## Your goal
Copy the listing below line for line, starting at its first line and ending with the line that has "device node (Linux)" in it. Add nothing.

## Input for this task
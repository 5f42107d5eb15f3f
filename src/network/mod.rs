//! Virtual camera output
//!
//! Composited frames are handed to a `VideoSink`. `VirtualCamera` wraps a
//! sink with the configured output size and frame rate:
//! - v4l2loopback device node (Linux)
//! - in-memory capture (tests, headless runs)

#[cfg(target_os = "linux")]
pub mod v4l2;

#[cfg(target_os = "linux")]
pub use v4l2::V4l2LoopbackSink;

use image::imageops::{self, FilterType};
use image::RgbaImage;

use crate::config::Settings;

/// Virtual camera errors
#[derive(Debug, thiserror::Error)]
pub enum SinkError {
    #[error("virtual camera output is not supported on this platform")]
    Unsupported,
    #[error("no virtual camera device configured")]
    NoDevice,
    #[error("failed to open {device}: {source}")]
    Open {
        device: String,
        source: std::io::Error,
    },
    #[error("failed to configure {device}: {source}")]
    Configure {
        device: String,
        source: std::io::Error,
    },
    #[error("{device} negotiated {actual}, expected {requested}")]
    FormatRejected {
        device: String,
        requested: String,
        actual: String,
    },
    #[error("frame is {actual:?}, output expects {expected:?}")]
    FrameSize {
        expected: (u32, u32),
        actual: (u32, u32),
    },
    #[error("virtual camera not started")]
    NotStarted,
    #[error("frame write failed: {0}")]
    Write(#[from] std::io::Error),
}

/// Destination for composited frames
pub trait VideoSink: Send {
    /// Open the output; calling again while active is a no-op
    fn start(&mut self) -> Result<(), SinkError>;

    /// Publish one frame. Frames already match the configured size.
    fn send(&mut self, frame: &RgbaImage) -> Result<(), SinkError>;

    /// Close the output and release resources
    fn stop(&mut self);

    fn is_active(&self) -> bool;

    /// Short name for UI display
    fn technology_name(&self) -> &'static str;
}

impl<S: VideoSink + ?Sized> VideoSink for Box<S> {
    fn start(&mut self) -> Result<(), SinkError> {
        (**self).start()
    }

    fn send(&mut self, frame: &RgbaImage) -> Result<(), SinkError> {
        (**self).send(frame)
    }

    fn stop(&mut self) {
        (**self).stop()
    }

    fn is_active(&self) -> bool {
        (**self).is_active()
    }

    fn technology_name(&self) -> &'static str {
        (**self).technology_name()
    }
}

/// Pack an RGBA frame into BGR24, reusing `out`
pub fn rgba_to_bgr24(frame: &RgbaImage, out: &mut Vec<u8>) {
    out.clear();
    out.reserve(frame.as_raw().len() / 4 * 3);
    for px in frame.as_raw().chunks_exact(4) {
        out.extend_from_slice(&[px[2], px[1], px[0]]);
    }
}

/// Fixed-format virtual camera
pub struct VirtualCamera<S: VideoSink> {
    sink: S,
    name: String,
    width: u32,
    height: u32,
    fps: u32,
    frames_sent: u64,
}

impl<S: VideoSink> VirtualCamera<S> {
    pub fn new(sink: S, name: impl Into<String>, width: u32, height: u32, fps: u32) -> Self {
        Self {
            sink,
            name: name.into(),
            width: width.max(1),
            height: height.max(1),
            fps: fps.max(1),
            frames_sent: 0,
        }
    }

    /// Start the underlying sink
    pub fn start(&mut self) -> Result<(), SinkError> {
        self.sink.start()?;
        log::info!(
            "Virtual camera '{}' started via {} ({}x{} @ {} fps)",
            self.name,
            self.sink.technology_name(),
            self.width,
            self.height,
            self.fps
        );
        Ok(())
    }

    /// Send a frame, resizing it to the configured size if needed
    ///
    /// Failures are logged and reported as `false`; the next call tries again.
    pub fn send_frame(&mut self, frame: &RgbaImage) -> bool {
        let result = if frame.dimensions() == (self.width, self.height) {
            self.sink.send(frame)
        } else {
            let resized = imageops::resize(frame, self.width, self.height, FilterType::Triangle);
            self.sink.send(&resized)
        };

        match result {
            Ok(()) => {
                self.frames_sent += 1;
                true
            }
            Err(e) => {
                log::warn!("Virtual camera send failed: {}", e);
                false
            }
        }
    }

    pub fn stop(&mut self) {
        if self.sink.is_active() {
            self.sink.stop();
            log::info!("Virtual camera '{}' stopped after {} frames", self.name, self.frames_sent);
        }
    }

    pub fn is_active(&self) -> bool {
        self.sink.is_active()
    }

    pub fn name(&self) -> &str {
        &self.name
    }

    pub fn dimensions(&self) -> (u32, u32) {
        (self.width, self.height)
    }

    pub fn fps(&self) -> u32 {
        self.fps
    }

    pub fn frames_sent(&self) -> u64 {
        self.frames_sent
    }

    pub fn sink(&self) -> &S {
        &self.sink
    }

    pub fn technology_name(&self) -> &'static str {
        self.sink.technology_name()
    }
}

impl<S: VideoSink> Drop for VirtualCamera<S> {
    fn drop(&mut self) {
        self.stop();
    }
}

/// Build the sink for this platform from settings
#[cfg(target_os = "linux")]
pub fn platform_sink(settings: &Settings) -> Result<Box<dyn VideoSink>, SinkError> {
    let device = settings
        .virtual_camera_device
        .as_deref()
        .ok_or(SinkError::NoDevice)?;
    Ok(Box::new(V4l2LoopbackSink::new(
        device,
        settings.camera_width,
        settings.camera_height,
        settings.camera_fps,
    )))
}

#[cfg(not(target_os = "linux"))]
pub fn platform_sink(_settings: &Settings) -> Result<Box<dyn VideoSink>, SinkError> {
    Err(SinkError::Unsupported)
}

/// Keeps sent frames in memory
#[derive(Default)]
pub struct MemorySink {
    active: bool,
    frames: Vec<RgbaImage>,
    /// Keep at most this many frames (oldest dropped first); 0 keeps all
    capacity: usize,
}

impl MemorySink {
    pub fn new() -> Self {
        Self::default()
    }

    pub fn with_capacity(capacity: usize) -> Self {
        Self {
            capacity,
            ..Self::default()
        }
    }

    pub fn frames(&self) -> &[RgbaImage] {
        &self.frames
    }

    pub fn last_frame(&self) -> Option<&RgbaImage> {
        self.frames.last()
    }
}

impl VideoSink for MemorySink {
    fn start(&mut self) -> Result<(), SinkError> {
        self.active = true;
        Ok(())
    }

    fn send(&mut self, frame: &RgbaImage) -> Result<(), SinkError> {
        if !self.active {
            return Err(SinkError::NotStarted);
        }
        if self.capacity > 0 && self.frames.len() == self.capacity {
            self.frames.remove(0);
        }
        self.frames.push(frame.clone());
        Ok(())
    }

    fn stop(&mut self) {
        self.active = false;
    }

    fn is_active(&self) -> bool {
        self.active
    }

    fn technology_name(&self) -> &'static str {
        "Memory"
    }
}
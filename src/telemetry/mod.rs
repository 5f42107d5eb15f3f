//! Telemetry and logging infrastructure

pub mod logging;

pub use logging::{init_logging, level_filter, LogConfig, LogGuard};
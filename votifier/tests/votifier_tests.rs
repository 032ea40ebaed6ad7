//
// Copyright 2017-2026 Hans W. Uhlig. All Rights Reserved.
//
// Licensed under the Apache License, Version 2.0 (the "License");
// you may not use this file except in compliance with the License.
// You may obtain a copy of the License at
//
//      http://www.apache.org/licenses/LICENSE-2.0
//
// Unless required by applicable law or agreed to in writing, software
// distributed under the License is distributed on an "AS IS" BASIS,
// WITHOUT WARRANTIES OR CONDITIONS OF ANY KIND, either express or implied.
// See the License for the specific language governing permissions and
// limitations under the License.
//


use base64::Engine;
use base64::engine::general_purpose::STANDARD;
use mccolors_votifier::{Vote, VoteEncryptor, Votifier, VotifierConfig, VotifierError};
use rsa::pkcs8::{EncodePublicKey, LineEnding};
use rsa::rand_core::OsRng;
use rsa::{Pkcs1v15Encrypt, RsaPrivateKey};
use std::time::Duration;
use tokio::io::AsyncReadExt;
use tokio::net::TcpListener;
use tracing_test::traced_test;

/// Test encryptor that prefixes the key's first body line and reverses the payload.
struct ReversingEncryptor;

impl VoteEncryptor for ReversingEncryptor {
    fn encrypt(&self, public_key_pem: &str, payload: &[u8]) -> Result<Vec<u8>, String> {
        let body = public_key_pem.lines().nth(1).ok_or("missing key body")?;
        let mut block = body.as_bytes().to_vec();
        block.push(b'|');
        block.extend(payload.iter().rev());
        Ok(block)
    }
}

async fn listener() -> (TcpListener, u16) {
    let listener = TcpListener::bind("127.0.0.1:0").await.unwrap();
    let port = listener.local_addr().unwrap().port();
    (listener, port)
}

#[tokio::test]
#[traced_test]
async fn test_send_vote_delivers_encrypted_block() {
    let (listener, port) = listener().await;
    let server = tokio::spawn(async move {
        let (mut socket, _) = listener.accept().await.unwrap();
        let mut received = Vec::new();
        socket.read_to_end(&mut received).await.unwrap();
        received
    });

    let config = VotifierConfig::new("127.0.0.1", "MIIBKEY").with_port(port);
    let votifier = Votifier::with_encryptor(config, ReversingEncryptor);
    let vote = Vote::new("TestList", "10.0.0.1", "Notch")
        .unwrap()
        .with_timestamp(1234);
    votifier.send_vote(&vote).await.unwrap();

    let received = server.await.unwrap();
    let (key, payload) = received.split_at(8);
    assert_eq!(key, b"MIIBKEY|");
    let mut payload = payload.to_vec();
    payload.reverse();
    assert_eq!(payload, b"VOTE\nTestList\nNotch\n10.0.0.1\n1234\n");
    assert!(logs_contain("Vote delivered"));
}

#[tokio::test]
async fn test_closure_encryptor() {
    let (listener, port) = listener().await;
    let server = tokio::spawn(async move {
        let (mut socket, _) = listener.accept().await.unwrap();
        let mut received = String::new();
        socket.read_to_string(&mut received).await.unwrap();
        received
    });

    let identity = |_: &str, payload: &[u8]| -> Result<Vec<u8>, String> { Ok(payload.to_vec()) };
    let votifier = Votifier::with_encryptor(VotifierConfig::new("127.0.0.1", "KEY").with_port(port), identity);
    let vote = Vote::new("List", "::1", "jeb_").unwrap().with_timestamp(7);
    votifier.send_vote(&vote).await.unwrap();

    assert_eq!(server.await.unwrap(), "VOTE\nList\njeb_\n::1\n7\n");
}

#[tokio::test]
async fn test_incomplete_vote_is_rejected_before_connecting() {
    let mut vote = Vote::new("List", "127.0.0.1", "Notch").unwrap();
    vote.set_service_name("");
    let votifier = Votifier::with_encryptor(VotifierConfig::new("127.0.0.1", "KEY").with_port(1), ReversingEncryptor);
    assert!(matches!(
        votifier.send_vote(&vote).await,
        Err(VotifierError::IncompleteVote)
    ));
}

#[tokio::test]
async fn test_encryption_failure_is_reported() {
    let failing = |_: &str, _: &[u8]| -> Result<Vec<u8>, String> { Err("bad key".to_string()) };
    let votifier = Votifier::with_encryptor(VotifierConfig::new("127.0.0.1", "KEY").with_port(1), failing);
    let vote = Vote::new("List", "127.0.0.1", "Notch").unwrap();
    match votifier.send_vote(&vote).await {
        Err(VotifierError::Encryption(message)) => assert_eq!(message, "bad key"),
        other => panic!("unexpected result: {:?}", other),
    }
}

#[tokio::test]
async fn test_refused_connection_is_io_error() {
    let (listener, port) = listener().await;
    drop(listener);
    let config = VotifierConfig::new("127.0.0.1", "KEY")
        .with_port(port)
        .with_timeout(Duration::from_secs(2));
    let votifier = Votifier::with_encryptor(config, ReversingEncryptor);
    let vote = Vote::new("List", "127.0.0.1", "Notch").unwrap();
    assert!(matches!(
        votifier.send_vote(&vote).await,
        Err(VotifierError::Io(_))
    ));
}

async fn receive_one(listener: TcpListener) -> Vec<u8> {
    let (mut socket, _) = listener.accept().await.unwrap();
    let mut received = Vec::new();
    socket.read_to_end(&mut received).await.unwrap();
    received
}

#[tokio::test]
async fn test_rsa_block_decrypts_with_private_key() {
    let private = RsaPrivateKey::new(&mut OsRng, 1024).unwrap();
    let der = private.to_public_key().to_public_key_der().unwrap();
    let body = STANDARD.encode(der.as_bytes());

    let (listener, port) = listener().await;
    let server = tokio::spawn(receive_one(listener));
    let votifier = Votifier::new(VotifierConfig::new("127.0.0.1", body).with_port(port));
    let vote = Vote::new("TestList", "10.0.0.1", "Notch")
        .unwrap()
        .with_timestamp(1234);
    votifier.send_vote(&vote).await.unwrap();

    let block = server.await.unwrap();
    assert_eq!(block.len(), 128);
    let plain = private.decrypt(Pkcs1v15Encrypt, &block).unwrap();
    assert_eq!(plain, b"VOTE\nTestList\nNotch\n10.0.0.1\n1234\n");
}

#[tokio::test]
async fn test_rsa_accepts_full_pem_key() {
    let private = RsaPrivateKey::new(&mut OsRng, 1024).unwrap();
    let pem = private.to_public_key().to_public_key_pem(LineEnding::LF).unwrap();

    let (listener, port) = listener().await;
    let server = tokio::spawn(receive_one(listener));
    let votifier = Votifier::new(VotifierConfig::new("127.0.0.1", pem).with_port(port));
    let vote = Vote::new("List", "::1", "jeb_").unwrap().with_timestamp(7);
    votifier.send_vote(&vote).await.unwrap();

    let plain = private.decrypt(Pkcs1v15Encrypt, &server.await.unwrap()).unwrap();
    assert_eq!(plain, b"VOTE\nList\njeb_\n::1\n7\n");
}

#[tokio::test]
async fn test_malformed_public_key_is_encryption_error() {
    let votifier = Votifier::new(VotifierConfig::new("127.0.0.1", "not base64!").with_port(1));
    let vote = Vote::new("List", "127.0.0.1", "Notch").unwrap();
    assert!(matches!(
        votifier.send_vote(&vote).await,
        Err(VotifierError::Encryption(_))
    ));
}

#[tokio::test]
async fn test_stalled_write_times_out() {
    let (listener, port) = listener().await;
    let server = tokio::spawn(async move {
        let (socket, _) = listener.accept().await.unwrap();
        tokio::time::sleep(Duration::from_secs(5)).await;
        drop(socket);
    });

    let oversized = |_: &str, _: &[u8]| -> Result<Vec<u8>, String> { Ok(vec![0u8; 64 << 20]) };
    let config = VotifierConfig::new("127.0.0.1", "KEY")
        .with_port(port)
        .with_timeout(Duration::from_millis(300));
    let votifier = Votifier::with_encryptor(config, oversized);
    let vote = Vote::new("List", "127.0.0.1", "Notch").unwrap();
    assert!(matches!(
        votifier.send_vote(&vote).await,
        Err(VotifierError::Timeout(_))
    ));
    server.abort();
}
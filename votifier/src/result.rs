//
// Copyright 2017-2026 Hans W. Uhlig. All Rights Reserved.
//
// Licensed under the Apache License, Version 2.0 (the "License");
// you may not use this file except in compliance with the License.
// You may obtain a copy of the License at
//
//      http://www.apache.org/licenses/LICENSE-2.0
//
// Unless required by applicable law or agreed to in writing, software
// distributed under the License is distributed on an "AS IS" BASIS,
// WITHOUT WARRANTIES OR CONDITIONS OF ANY KIND, either express or implied.
// See the License for the specific language governing permissions and
// limitations under the License.
//


//! Error types for vote construction and delivery.

/// Result type alias for vote field validation.
pub type VoteResult<T> = Result<T, VoteError>;

/// Result type alias for vote delivery.
pub type VotifierResult<T> = Result<T, VotifierError>;

/// A vote field was rejected during validation.
#[derive(Debug, Clone, PartialEq, Eq, thiserror::Error)]
pub enum VoteError {
    /// Address did not parse as an IPv4 or IPv6 address.
    #[error("Invalid address: {0}")]
    InvalidAddress(String),
    /// Username was not 3 to 16 characters of `[A-Za-z0-9_]`.
    #[error("Invalid username: {0}")]
    InvalidUsername(String),
    /// UUID was malformed or not a version 4 RFC 4122 UUID.
    #[error("Invalid UUID: {0}")]
    InvalidUuid(String),
}

/// Errors that can occur while delivering a vote.
#[derive(Debug, thiserror::Error)]
pub enum VotifierError {
    /// Vote is missing required fields.
    #[error("Vote is incomplete")]
    IncompleteVote,
    /// The public key could not be read or the payload not encrypted.
    #[error("Encryption failed: {0}")]
    Encryption(String),
    /// Connecting and writing the vote did not finish in time.
    #[error("Vote exchange with {0} timed out")]
    Timeout(String),
    /// Underlying socket error.
    #[error("I/O error: {0}")]
    Io(#[from] std::io::Error),
}
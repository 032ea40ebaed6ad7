//
// Copyright 2017-2026 Hans W. Uhlig. All Rights Reserved.
//
// Licensed under the Apache License, Version 2.0 (the "License");
// you may not use this file except in compliance with the License.
// You may obtain a copy of the License at
//
//      http://www.apache.org/licenses/LICENSE-2.0
//
// Unless required by applicable law or agreed to in writing, software
// distributed under the License is distributed on an "AS IS" BASIS,
// WITHOUT WARRANTIES OR CONDITIONS OF ANY KIND, either express or implied.
// See the License for the specific language governing permissions and
// limitations under the License.
//


//! Bedrock Edition engine: flat merged attributes.
//!
//! At most one tag is open at any time. Each code closes it and reopens a
//! single tag carrying the current color and every active format.

use super::writer::MarkupWriter;
use crate::code::{Code, Format};
use crate::config::HtmlConfig;
use crate::render::{Attribute, Renderer};
use crate::token::Token;
use std::collections::BTreeSet;
use tracing::trace;

/// Active color and formats while scanning.
#[derive(Clone, Debug, Default)]
struct BedrockState {
    color: Option<Code>,
    formats: BTreeSet<Format>,
}

impl BedrockState {
    /// Applies `code`. Returns false when no tag should be reopened.
    fn apply(&mut self, code: Code) -> bool {
        match code {
            Code::Reset => {
                self.color = None;
                self.formats.clear();
                false
            }
            Code::Color(_) | Code::Hex(_) => {
                self.color = Some(code);
                true
            }
            Code::Format(format) => {
                self.formats.insert(format);
                true
            }
        }
    }

    /// The code just processed first, then the color, then the other formats.
    fn attributes(&self, current: &Code, renderer: &Renderer<'_>) -> Vec<Attribute> {
        let mut attributes: Vec<Attribute> = renderer.render(current).into_iter().collect();
        if let Some(color) = self.color.filter(|color| color != current) {
            attributes.extend(renderer.render(&color));
        }
        for format in &self.formats {
            let code = Code::Format(*format);
            if code != *current {
                attributes.extend(renderer.render(&code));
            }
        }
        attributes
    }
}

/// Renders escaped `text` using its `tokens`.
pub(crate) fn render(text: &str, tokens: &[Token], config: &HtmlConfig) -> String {
    let renderer = Renderer::from_config(config);
    let mut writer = MarkupWriter::new(text.len() * 2, config.collapse_whitespace);
    let mut state = BedrockState::default();
    let mut cursor = 0;

    for token in tokens {
        writer.text(&text[cursor..token.span.start]);
        cursor = token.span.end;

        writer.close_all();
        if state.apply(token.code) {
            let attributes = state.attributes(&token.code, &renderer);
            trace!(code = %token.code, attributes = attributes.len(), "reopening");
            writer.open(&attributes);
        }
        debug_assert!(writer.depth() <= 1);
    }

    writer.text(&text[cursor..]);
    writer.finish(config.line_break_element)
}

#[cfg(test)]
mod tests {
    use super::*;
    use crate::code::Edition;
    use crate::config::RenderMode;
    use crate::token::{SignForm, Tokenizer};

    fn html(text: &str, config: &HtmlConfig) -> String {
        let tokens = Tokenizer::new(Edition::Bedrock, SignForm::Escaped).tokenize(text);
        render(text, &tokens, config)
    }

    #[test]
    fn test_formats_merge_with_color() {
        assert_eq!(
            html("§cHello §lWorld §6Gold", &HtmlConfig::bedrock()),
            "<span style=\"color: #FF5555\">Hello </span>\
             <span style=\"font-weight: bold; color: #FF5555\">World </span>\
             <span style=\"color: #FFAA00; font-weight: bold\">Gold</span>"
        );
    }

    #[test]
    fn test_never_nests() {
        let out = html("§l§o§k§ax§by", &HtmlConfig::bedrock());
        assert!(!out.contains("\"><span"));
        assert_eq!(out.matches("<span").count(), 2);
        assert_eq!(out.matches("</span>").count(), 2);
    }

    #[test]
    fn test_obfuscated_is_always_a_class() {
        assert_eq!(
            html("§k§ax", &HtmlConfig::bedrock()),
            "<span class=\"minecraft-formatted--obfuscated\" style=\"color: #55FF55\">x</span>"
        );
    }

    #[test]
    fn test_reset_clears_state() {
        assert_eq!(
            html("§l§ma§rb§oc", &HtmlConfig::bedrock()),
            "<span style=\"color: #971607; font-weight: bold\">a</span>b\
             <span style=\"font-style: italic;\">c</span>"
        );
    }

    #[test]
    fn test_css_classes() {
        let config = HtmlConfig::bedrock().with_render_mode(RenderMode::CssClass);
        assert_eq!(
            html("§n§lcopper", &config),
            "<span class=\"minecraft-formatted--bold minecraft-formatted--material-copper\">copper</span>"
        );
    }

    #[test]
    fn test_repeated_format_not_duplicated() {
        assert_eq!(
            html("§la§lb", &HtmlConfig::bedrock()),
            "<span style=\"font-weight: bold;\">a</span><span style=\"font-weight: bold;\">b</span>"
        );
    }
}
//
// Copyright 2017-2026 Hans W. Uhlig. All Rights Reserved.
//
// Licensed under the Apache License, Version 2.0 (the "License");
// you may not use this file except in compliance with the License.
// You may obtain a copy of the License at
//
//      http://www.apache.org/licenses/LICENSE-2.0
//
// Unless required by applicable law or agreed to in writing, software
// distributed under the License is distributed on an "AS IS" BASIS,
// WITHOUT WARRANTIES OR CONDITIONS OF ANY KIND, either express or implied.
// See the License for the specific language governing permissions and
// limitations under the License.
//


//! MOTD Preview
//!
//! Renders formatted text in every output form the codec supports.
//!
//! ## Usage
//!
//! ```bash
//! RUST_LOG=debug cargo run --example motd_preview -- "§6Gold §l§x§f§f§5§5§5§5Server"
//! ```

use mccolors_legacycodec::{
    HtmlConfig, MotdConfig, RenderMode, clean, convert_to_html, convert_to_motd,
};
use tracing::info;

fn main() {
    tracing_subscriber::fmt()
        .with_env_filter(
            tracing_subscriber::EnvFilter::from_default_env()
                .add_directive(tracing::Level::INFO.into()),
        )
        .init();

    let text = std::env::args()
        .nth(1)
        .unwrap_or_else(|| "§4Lorem §3§lipsum\n§rdolor &nsit &c&kamet".to_string());
    info!("Previewing {:?}", text);

    println!("clean:        {}", clean(&text));
    println!(
        "motd:         {}",
        convert_to_motd(&text, &MotdConfig::default().with_hex_colors(true))
    );
    println!(
        "html inline:  {}",
        convert_to_html(&text, &HtmlConfig::default().with_line_breaks(true))
    );
    println!(
        "html classes: {}",
        convert_to_html(&text, &HtmlConfig::css_classes().with_line_breaks(true))
    );
    println!(
        "bedrock:      {}",
        convert_to_html(
            &text,
            &HtmlConfig::bedrock().with_render_mode(RenderMode::InlineStyle)
        )
    );
}
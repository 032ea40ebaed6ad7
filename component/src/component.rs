//
// Copyright 2017-2026 Hans W. Uhlig. All Rights Reserved.
//
// Licensed under the Apache License, Version 2.0 (the "License");
// you may not use this file except in compliance with the License.
// You may obtain a copy of the License at
//
//      http://www.apache.org/licenses/LICENSE-2.0
//
// Unless required by applicable law or agreed to in writing, software
// distributed under the License is distributed on an "AS IS" BASIS,
// WITHOUT WARRANTIES OR CONDITIONS OF ANY KIND, either express or implied.
// See the License for the specific language governing permissions and
// limitations under the License.
//


//! JSON chat component model.

use serde::Deserialize;

/// A chat component: plain text, an object, or a list of components.
#[derive(Clone, Debug, PartialEq, Eq, Deserialize)]
#[serde(untagged)]
pub enum Component {
    Text(String),
    List(Vec<Component>),
    Object(Box<TextComponent>),
}

/// A styled component node.
///
/// Unknown keys (click events, hover events, ...) are ignored.
#[derive(Clone, Debug, Default, PartialEq, Eq, Deserialize)]
#[serde(default)]
pub struct TextComponent {
    pub text: Option<String>,
    /// Named color (`dark_red`) or `#RRGGBB`
    pub color: Option<String>,
    pub bold: Option<bool>,
    pub italic: Option<bool>,
    pub underlined: Option<bool>,
    pub strikethrough: Option<bool>,
    pub obfuscated: Option<bool>,
    /// Child components
    pub extra: Vec<Component>,
}

impl TextComponent {
    pub fn new(text: impl Into<String>) -> Self {
        Self {
            text: Some(text.into()),
            ..Default::default()
        }
    }

    pub fn with_color(mut self, color: impl Into<String>) -> Self {
        self.color = Some(color.into());
        self
    }

    pub fn with_extra(mut self, extra: Component) -> Self {
        self.extra.push(extra);
        self
    }
}

impl From<TextComponent> for Component {
    fn from(component: TextComponent) -> Self {
        Component::Object(Box::new(component))
    }
}

impl From<&str> for Component {
    fn from(text: &str) -> Self {
        Component::Text(text.to_string())
    }
}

## Reply to the exercise
repository 5f42107d5eb15f3f
filename src/network/mod.rs
//! Virtual camera output
//!
//! Composited frames are handed to a `VideoSink`. `VirtualCamera` wraps a
//! sink with the configured output size and frame rate:
//! - v4l2loopback device node (Linux)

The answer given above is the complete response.